Open API

This is a great example of one of those pieces that I’m not quite sure what to do with. When I wrote the initial sketch, I envisioned a series of tracks celebrating technology and our electronic world. The primary ostinato brought to mind all of those great 70s and 80s tv shows and school films that were trying to sound like the future. It also reminded me a bit of Vangelis’ Soil Festivities, one of my favorites.

Next came the giant phase sweepy string lead line which just screams Jean Michele Jarré to me. A dash of motion via Omnisphere and my sketch was done, and there it sat for many months.

I dusted it off today and added an 808 kick drum, and a CS-80 lead line, some simple fades, a dash of reverb, and the my debut of the Valhalla DSP Shimmer plug. It brought a little extra mojo on the CS-80 and provided those brilliant crystalline highs that are just beyond your conscious listening threshold.

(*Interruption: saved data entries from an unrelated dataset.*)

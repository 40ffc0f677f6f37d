//! Headless view-model for the movie list/search screen: server-driven
//! sort, client-side pagination in fixed windows, and search-as-you-type
//! state. Rendering is left to whatever presentation layer sits on top.

use crate::auth::policy::{can, Action, Denial};
use crate::auth::repo::PublicUser;
use crate::movies::dto::MovieWithCreator;

pub const PAGE_SIZE: usize = 8;

#[derive(Debug, Clone, Copy, PartialEq, Eq)]
pub enum Mode {
    Browse,
    Search,
}

/// What the driver should do after a state transition.
#[derive(Debug, Clone, PartialEq, Eq)]
pub enum Effect {
    None,
    /// Fetch the sorted list from the server.
    FetchSorted { sort_by: String, order: String },
    /// Arm the debounce timer; search fires after the quiet period.
    ScheduleSearch { query: String },
    /// Search immediately, bypassing the debounce (form submit).
    SearchNow { query: String },
}

/// Edit/delete affordances for one movie card, derived from the same
/// capability check the server enforces.
#[derive(Debug, Clone, Copy, PartialEq, Eq)]
pub enum MovieControls {
    /// Viewer is an admin and the record's creator.
    Editable,
    /// Viewer is an admin but not the creator.
    NotYours,
    /// Regular users and signed-out viewers see nothing.
    Hidden,
}

pub struct CatalogView {
    sort_by: String,
    order: String,
    query: String,
    mode: Mode,
    browse: Vec<MovieWithCreator>,
    results: Vec<MovieWithCreator>,
    page: usize,
}

impl Default for CatalogView {
    fn default() -> Self {
        Self::new()
    }
}

impl CatalogView {
    pub fn new() -> Self {
        Self {
            sort_by: "name".into(),
            order: "asc".into(),
            query: String::new(),
            mode: Mode::Browse,
            browse: Vec::new(),
            results: Vec::new(),
            page: 1,
        }
    }

    pub fn initial_fetch(&self) -> Effect {
        Effect::FetchSorted {
            sort_by: self.sort_by.clone(),
            order: self.order.clone(),
        }
    }

    /// Switching sort resets to page 1 and cancels any active search.
    pub fn on_sort_change(&mut self, sort_by: &str) -> Effect {
        self.sort_by = sort_by.to_string();
        self.leave_search();
        self.initial_fetch()
    }

    pub fn on_order_change(&mut self, order: &str) -> Effect {
        self.order = order.to_string();
        self.leave_search();
        self.initial_fetch()
    }

    /// A keystroke in the search box. Clearing the field reverts to the
    /// sorted list with no server round trip; otherwise the search is
    /// scheduled behind the debounce.
    pub fn on_query_change(&mut self, query: &str) -> Effect {
        self.query = query.to_string();
        if self.query.trim().is_empty() {
            self.mode = Mode::Browse;
            self.page = 1;
            return Effect::None;
        }
        self.mode = Mode::Search;
        Effect::ScheduleSearch {
            query: self.query.clone(),
        }
    }

    /// Submitting the form searches immediately.
    pub fn on_submit(&mut self) -> Effect {
        if self.query.trim().is_empty() {
            self.mode = Mode::Browse;
            self.page = 1;
            return Effect::None;
        }
        self.mode = Mode::Search;
        Effect::SearchNow {
            query: self.query.clone(),
        }
    }

    pub fn on_movies_loaded(&mut self, movies: Vec<MovieWithCreator>) {
        self.browse = movies;
        self.page = 1;
    }

    pub fn on_search_results(&mut self, movies: Vec<MovieWithCreator>) {
        self.results = movies;
        self.page = 1;
    }

    fn leave_search(&mut self) {
        self.query.clear();
        self.results.clear();
        self.mode = Mode::Browse;
        self.page = 1;
    }

    pub fn mode(&self) -> Mode {
        self.mode
    }

    pub fn query(&self) -> &str {
        &self.query
    }

    pub fn sort(&self) -> (&str, &str) {
        (&self.sort_by, &self.order)
    }

    fn current_list(&self) -> &[MovieWithCreator] {
        match self.mode {
            Mode::Browse => &self.browse,
            Mode::Search => &self.results,
        }
    }

    pub fn page(&self) -> usize {
        self.page
    }

    pub fn page_count(&self) -> usize {
        self.current_list().len().div_ceil(PAGE_SIZE).max(1)
    }

    pub fn set_page(&mut self, page: usize) {
        self.page = page.clamp(1, self.page_count());
    }

    /// The fixed-size window of movies for the current page.
    pub fn visible(&self) -> &[MovieWithCreator] {
        let list = self.current_list();
        let start = (self.page - 1) * PAGE_SIZE;
        let end = (start + PAGE_SIZE).min(list.len());
        if start >= list.len() {
            &[]
        } else {
            &list[start..end]
        }
    }

    /// Ownership-aware rendering decision, backed by the shared capability
    /// check.
    pub fn controls_for(
        viewer: Option<&PublicUser>,
        movie: &MovieWithCreator,
    ) -> MovieControls {
        let Some(user) = viewer else {
            return MovieControls::Hidden;
        };
        match can(
            user.role,
            user.id,
            Action::EditMovie {
                added_by: movie.added_by.id,
            },
        ) {
            Ok(()) => MovieControls::Editable,
            Err(Denial::NotOwner) => MovieControls::NotYours,
            Err(Denial::NotAdmin) => MovieControls::Hidden,
        }
    }
}

#[cfg(test)]
mod tests {
    use super::*;
    use crate::auth::repo::Role;
    use time::macros::{date, datetime};
    use uuid::Uuid;

    fn user(role: Role) -> PublicUser {
        PublicUser {
            id: Uuid::new_v4(),
            username: "viewer".into(),
            email: "viewer@example.com".into(),
            role,
        }
    }

    fn movie(n: usize, added_by: &PublicUser) -> MovieWithCreator {
        MovieWithCreator {
            id: Uuid::new_v4(),
            name: format!("Movie {n}"),
            description: "Ten characters at least.".into(),
            rating: 7.0,
            release_date: date!(2024 - 05 - 01),
            duration: 100,
            added_by: added_by.clone(),
            created_at: datetime!(2024-05-02 10:00 UTC),
            updated_at: datetime!(2024-05-02 10:00 UTC),
        }
    }

    fn movies(n: usize) -> Vec<MovieWithCreator> {
        let creator = user(Role::Admin);
        (0..n).map(|i| movie(i, &creator)).collect()
    }

    #[test]
    fn paginates_in_windows_of_eight() {
        let mut view = CatalogView::new();
        view.on_movies_loaded(movies(20));
        assert_eq!(view.page_count(), 3);
        assert_eq!(view.visible().len(), 8);
        view.set_page(3);
        assert_eq!(view.visible().len(), 4);
        assert_eq!(view.visible()[0].name, "Movie 16");
    }

    #[test]
    fn set_page_clamps_to_valid_range() {
        let mut view = CatalogView::new();
        view.on_movies_loaded(movies(5));
        view.set_page(99);
        assert_eq!(view.page(), 1);
        assert_eq!(view.page_count(), 1);
    }

    #[test]
    fn empty_list_still_has_one_page() {
        let view = CatalogView::new();
        assert_eq!(view.page_count(), 1);
        assert!(view.visible().is_empty());
    }

    #[test]
    fn sort_change_resets_page_and_cancels_search() {
        let mut view = CatalogView::new();
        view.on_movies_loaded(movies(20));
        view.set_page(2);
        assert_eq!(view.on_query_change("zone"), Effect::ScheduleSearch { query: "zone".into() });
        assert_eq!(view.mode(), Mode::Search);

        let effect = view.on_sort_change("rating");
        assert_eq!(
            effect,
            Effect::FetchSorted {
                sort_by: "rating".into(),
                order: "asc".into()
            }
        );
        assert_eq!(view.mode(), Mode::Browse);
        assert_eq!(view.page(), 1);
        assert!(view.query().is_empty());
    }

    #[test]
    fn submit_bypasses_debounce() {
        let mut view = CatalogView::new();
        view.on_query_change("stalker");
        assert_eq!(
            view.on_submit(),
            Effect::SearchNow {
                query: "stalker".into()
            }
        );
    }

    #[test]
    fn clearing_query_reverts_without_refetch() {
        let mut view = CatalogView::new();
        view.on_movies_loaded(movies(10));
        view.on_query_change("solaris");
        view.on_search_results(Vec::new());
        assert!(view.visible().is_empty());

        assert_eq!(view.on_query_change(""), Effect::None);
        assert_eq!(view.mode(), Mode::Browse);
        assert_eq!(view.visible().len(), 8);
    }

    #[test]
    fn controls_matrix() {
        let creator = user(Role::Admin);
        let m = movie(0, &creator);

        assert_eq!(
            CatalogView::controls_for(Some(&creator), &m),
            MovieControls::Editable
        );
        let other_admin = user(Role::Admin);
        assert_eq!(
            CatalogView::controls_for(Some(&other_admin), &m),
            MovieControls::NotYours
        );
        let regular = user(Role::User);
        assert_eq!(
            CatalogView::controls_for(Some(&regular), &m),
            MovieControls::Hidden
        );
        assert_eq!(CatalogView::controls_for(None, &m), MovieControls::Hidden);
    }
}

This isn’t really meant to be a standalone piece, but part of a collection. We’ll see what pops up next in that regard. I do like that it’s a mix of modern digital and 70s analog. A bit of détente in the seemingly never-ending this versus that battles that are apparently part of being human.

Colophon:

  • MOTU Digital Performer 8
  • Kurzweil K2600XS (Primary ostinato, strings)
  • Access Virus TI (70s string lead)
  • Spectrasonics Omnisphere (Pulsing synth bass)
  • Roland TR-808 (Kick drum)
  • Yamaha CS-80 (Lead synth)
  • Valhalla DSP Shimmer and Vintage Verb

Mommy Likes Wine & Chocolate

Last week, a friend posted two home videos to Facebook of “family performance night.” Kids are natural hams and there just happened to be a great sample in it that instantly put some music in my head. The main hooks were done in less than 30 minutes, and it took me another couple of hours to find the right drums, loops, and synth sounds.

Of more technical interest, this is the first track where I’ve worked using the “gain staging” approach to digital recording. From the very early days, the conventional wisdom has been to record signals as loudly as possible (peaks hitting just under 0 dB). The current manual for MOTU Digital Performer says this:

When recording, get as high a level as possible without any clipping. Before you record, always sample the entire range of the audio input you will be recording and adjust the input level accordingly. Ideally, the loudest part of the signal should peak just below zero dB.

After reading several threads on Gearslutz.com that mentioned gain staging as a way to get less muddy sound, I did some research on what that meant. In a nutshell, you record at a much lower volume (peaks averaging -16 to -12 dB or so) so that the DAW and plugins have sufficient headroom to do their jobs without introducing a lot of distortion. I always heard this in my mixes as a sort of fuzzy granularity. For lack of a better phrase, it sounded like there was sand in the mix.

I’m pleased with the way this one turned out. I didn’t have to do a lot of fader work, even to get a usable scratch mix. There’s some light compression on the master, but if you look at the waveform, it’s the kick that’s popping to 0 while the rest of the mix sits nicely just below it. In my studio, at least, that means that the kick keeps thumping nicely without squashing everything else.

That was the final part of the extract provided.